(What this task involves)
Which lines of the records below contain the word "stars"? Report each of them in full.

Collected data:
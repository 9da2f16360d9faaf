//! Custom Askama template filters.

#![allow(clippy::unnecessary_wraps)]

use std::fmt::Display;

/// Returns the current year.
///
/// Usage in templates: `{{ ""|current_year }}`
#[askama::filter_fn]
pub fn current_year(_value: impl Display, _env: &dyn askama::Values) -> askama::Result<i32> {
    use chrono::Datelike;
    Ok(chrono::Utc::now().year())
}

/// Renders a 1-5 rating as filled and empty stars.
///
/// Usage in templates: `{{ rating|stars }}`
#[askama::filter_fn]
pub fn stars(rating: impl Display, _env: &dyn askama::Values) -> askama::Result<String> {
    let filled = rating.to_string().parse::<usize>().unwrap_or(0).min(5);
    Ok(format!("{}{}", "★".repeat(filled), "☆".repeat(5 - filled)))
}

(Task result)
/// Renders a 1-5 rating as filled and empty stars.
/// Usage in templates: `{{ rating|stars }}`
pub fn stars(rating: impl Display, _env: &dyn askama::Values) -> askama::Result<String> {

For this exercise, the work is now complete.